Let’s consider first the individual’s offer of labor. The decision confronting the

individual, from the neoclassical perspective, is how much consumption and leisure to engage in.

The term leisure, in this context, is unfortunate since it really doesn’t capture what the

neoclassical has in mind; a more appropriate term or phrase would be non-paid-labor. The word

leisure, as originally intended, doesn’t mean absence of work or non exertion of energy, it

instead means time taken to pursue one’s own personal inclinations which could include

exercise, painting, music, dancing, contemplation, reading, writing, etc.; it was traditionally

associated with the idea that the individual is pursuing activities that gives vent to what he/she

wants to become or learn. As such it doesn’t really mean the absence of exertion, it instead

means exertion that is undertaken for personal, non-pecuniary, ends. Leisure was generally

assumed to include a range of activities available only to those who had the means to pursue

them, i.e. the wealthy, or the leisured class – as Veblen would have said.

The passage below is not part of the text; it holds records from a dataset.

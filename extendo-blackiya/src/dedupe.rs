//! Idempotence helpers shared by push and pull processing.
//!
//! Both bounded containers evict by insertion order (FIFO), never by access.

use std::collections::{BTreeMap, HashMap, HashSet};

use extendo_core_models::{ConversationPayload, PersistedConversationHashEntry};
use serde_json::Value;

const FNV_OFFSET_BASIS: u32 = 2_166_136_261;
const FNV_PRIME: u32 = 16_777_619;

/// Map keyed by string that remembers the order keys were first inserted.
#[derive(Clone, Debug)]
pub struct InsertionOrdered<V> {
    entries: HashMap<String, (u64, V)>,
    order: BTreeMap<u64, String>,
    next_seq: u64,
}

impl<V> Default for InsertionOrdered<V> {
    fn default() -> Self {
        Self {
            entries: HashMap::new(),
            order: BTreeMap::new(),
            next_seq: 0,
        }
    }
}

impl<V> InsertionOrdered<V> {
    pub fn new() -> Self {
        Self::default()
    }

    pub fn len(&self) -> usize {
        self.entries.len()
    }

    pub fn is_empty(&self) -> bool {
        self.entries.is_empty()
    }

    pub fn contains(&self, key: &str) -> bool {
        self.entries.contains_key(key)
    }

    pub fn get(&self, key: &str) -> Option<&V> {
        self.entries.get(key).map(|(_, value)| value)
    }

    /// Inserts or overwrites. An existing key keeps its position.
    pub fn insert(&mut self, key: String, value: V) {
        if let Some((_, slot)) = self.entries.get_mut(&key) {
            *slot = value;
            return;
        }
        let seq = self.next_seq;
        self.next_seq += 1;
        self.order.insert(seq, key.clone());
        self.entries.insert(key, (seq, value));
    }

    pub fn remove(&mut self, key: &str) -> Option<V> {
        let (seq, value) = self.entries.remove(key)?;
        self.order.remove(&seq);
        Some(value)
    }

    pub fn pop_oldest(&mut self) -> Option<(String, V)> {
        let (_, key) = self.order.pop_first()?;
        let (_, value) = self.entries.remove(&key)?;
        Some((key, value))
    }

    /// Iterates oldest first.
    pub fn iter(&self) -> impl Iterator<Item = (&str, &V)> + '_ {
        self.order.values().filter_map(move |key| {
            self.entries
                .get(key)
                .map(|(_, value)| (key.as_str(), value))
        })
    }

    fn evict_to(&mut self, max_size: usize) {
        while self.entries.len() > max_size {
            if self.pop_oldest().is_none() {
                break;
            }
        }
    }
}

pub type SeenEventIds = InsertionOrdered<()>;
pub type SavedHashes = InsertionOrdered<String>;

/// Deterministic JSON text: object keys sorted, arrays in order, `null` for
/// absent values.
pub fn stable_serialize(value: &Value) -> Result<String, serde_json::Error> {
    let mut out = String::new();
    write_stable(value, &mut out)?;
    Ok(out)
}

fn write_stable(value: &Value, out: &mut String) -> Result<(), serde_json::Error> {
    match value {
        Value::Null => out.push_str("null"),
        Value::Array(items) => {
            out.push('[');
            for (index, item) in items.iter().enumerate() {
                if index > 0 {
                    out.push(',');
                }
                write_stable(item, out)?;
            }
            out.push(']');
        }
        Value::Object(map) => {
            let mut keys: Vec<&String> = map.keys().collect();
            keys.sort();
            out.push('{');
            for (index, key) in keys.into_iter().enumerate() {
                if index > 0 {
                    out.push(',');
                }
                out.push_str(&serde_json::to_string(key)?);
                out.push(':');
                write_stable(&map[key.as_str()], out)?;
            }
            out.push('}');
        }
        scalar => out.push_str(&serde_json::to_string(scalar)?),
    }
    Ok(())
}

/// 32-bit FNV-1a over the UTF-16 code units of the stable serialization,
/// rendered as an unsigned decimal string.
pub fn hash_payload(payload: &ConversationPayload) -> Result<String, serde_json::Error> {
    let mut serialized = String::new();
    write_stable(&Value::Object(payload.clone()), &mut serialized)?;
    Ok(fnv1a_utf16(&serialized).to_string())
}

fn fnv1a_utf16(text: &str) -> u32 {
    text.encode_utf16().fold(FNV_OFFSET_BASIS, |hash, unit| {
        (hash ^ u32::from(unit)).wrapping_mul(FNV_PRIME)
    })
}

pub fn fingerprint_key(conversation_id: &str, payload_hash: &str) -> String {
    format!("{conversation_id}:{payload_hash}")
}

/// Check-and-set: `true` if the key was absent and is now held.
pub fn reserve(keys: &mut HashSet<String>, key: &str) -> bool {
    if keys.contains(key) {
        return false;
    }
    keys.insert(key.to_string())
}

pub fn release(keys: &mut HashSet<String>, key: &str) {
    keys.remove(key);
}

/// `true` the first time an id is seen.
pub fn remember_event_id(seen: &mut SeenEventIds, event_id: &str, max_size: usize) -> bool {
    if seen.contains(event_id) {
        return false;
    }
    seen.insert(event_id.to_string(), ());
    seen.evict_to(max_size);
    true
}

pub fn is_hash_duplicate(saved: &SavedHashes, conversation_id: &str, payload_hash: &str) -> bool {
    saved
        .get(conversation_id)
        .is_some_and(|hash| hash == payload_hash)
}

/// Records the hash as the newest entry, evicting the oldest conversation when
/// the bound is exceeded.
pub fn remember_hash(
    saved: &mut SavedHashes,
    conversation_id: &str,
    payload_hash: &str,
    max_size: usize,
) {
    saved.remove(conversation_id);
    saved.insert(conversation_id.to_string(), payload_hash.to_string());
    saved.evict_to(max_size);
}

pub fn to_entries(saved: &SavedHashes) -> Vec<PersistedConversationHashEntry> {
    saved
        .iter()
        .map(|(conversation_id, hash)| (conversation_id.to_string(), hash.clone()))
        .collect()
}

pub fn from_entries(entries: &[PersistedConversationHashEntry], max_size: usize) -> SavedHashes {
    let mut saved = SavedHashes::new();
    for (conversation_id, hash) in entries {
        saved.insert(conversation_id.clone(), hash.clone());
    }
    saved.evict_to(max_size);
    saved
}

But, of course, for a very large swath of the working population, leisure in that sense is

fleeting. This is particularly true for women and more specifically married women with children

in a traditional patriarchal family structure. For this class of people, time spent away from paid

labor doesn’t necessarily imply leisure in the classic sense of the word; it instead means another

form of labor, namely carrying out the necessary duties of maintaining the household. In the case

of patriarchal households this form of labor can involve a complex mixture of both caring labor

(work carried out for the love of family, or desire to see one’s children do well) and exploitative

labor (the husband demanding that his dinner be served on time), and in the worse case nothing

but exploitative labor (a domineering husband controlling the wife’s household labor). Under

ideal circumstances one could imagine this class of workers having the time to not only engage

in caring labor (without exploitative household labor) but leisure as well. That is, after the

necessary duties of taking care of the family are done, the person would now have time to pursue

hobbies, that is, engage in true leisure. But, of course, this is seldom possible for large sections of

the working class. For this class of people, non-paid labor generally means other forms of labor

(usually household labor) that seldom incorporate the notion of leisure in its classic sense.

This diversion was necessary to underscore the idea that the utility maximizing choice of

how much non-paid labor to engage in does not mean that the non-paid labor is leisure in the

classic sense; for most workers the choice of how much non-paid labor to engage in does not

mean that leisure is being pursued, it instead means that the necessary drudgery of organizing life

must still go on. Nevertheless, in what follows I’ll often resort to using the term leisure simply

because it’s less cumbersome than the awkward phrase “non-paid-labor.”

Let’s now lay out the basic analytics of the offer of labor as envisioned by the

neoclassicals. The following graph lays out the structure of the decision confronting the

individual. Leisure (i.e., non-labor – NL) is measured on the horizontal axis and consumption is

measured on the vertical axis. The individual is presumed to have a strictly convex indifference

space displaying the rate at which he/she is willing to substitute one more unit of leisure for

consumption (i.e. the Marginal Rate of Substitution of NL for C, MRSNL,C). Another way of

thinking of this trade off is that the indifference curves incorporate the individual’s estimation of

the amount of consumption he/she is willing to give up, at the margin, for a bit more leisure.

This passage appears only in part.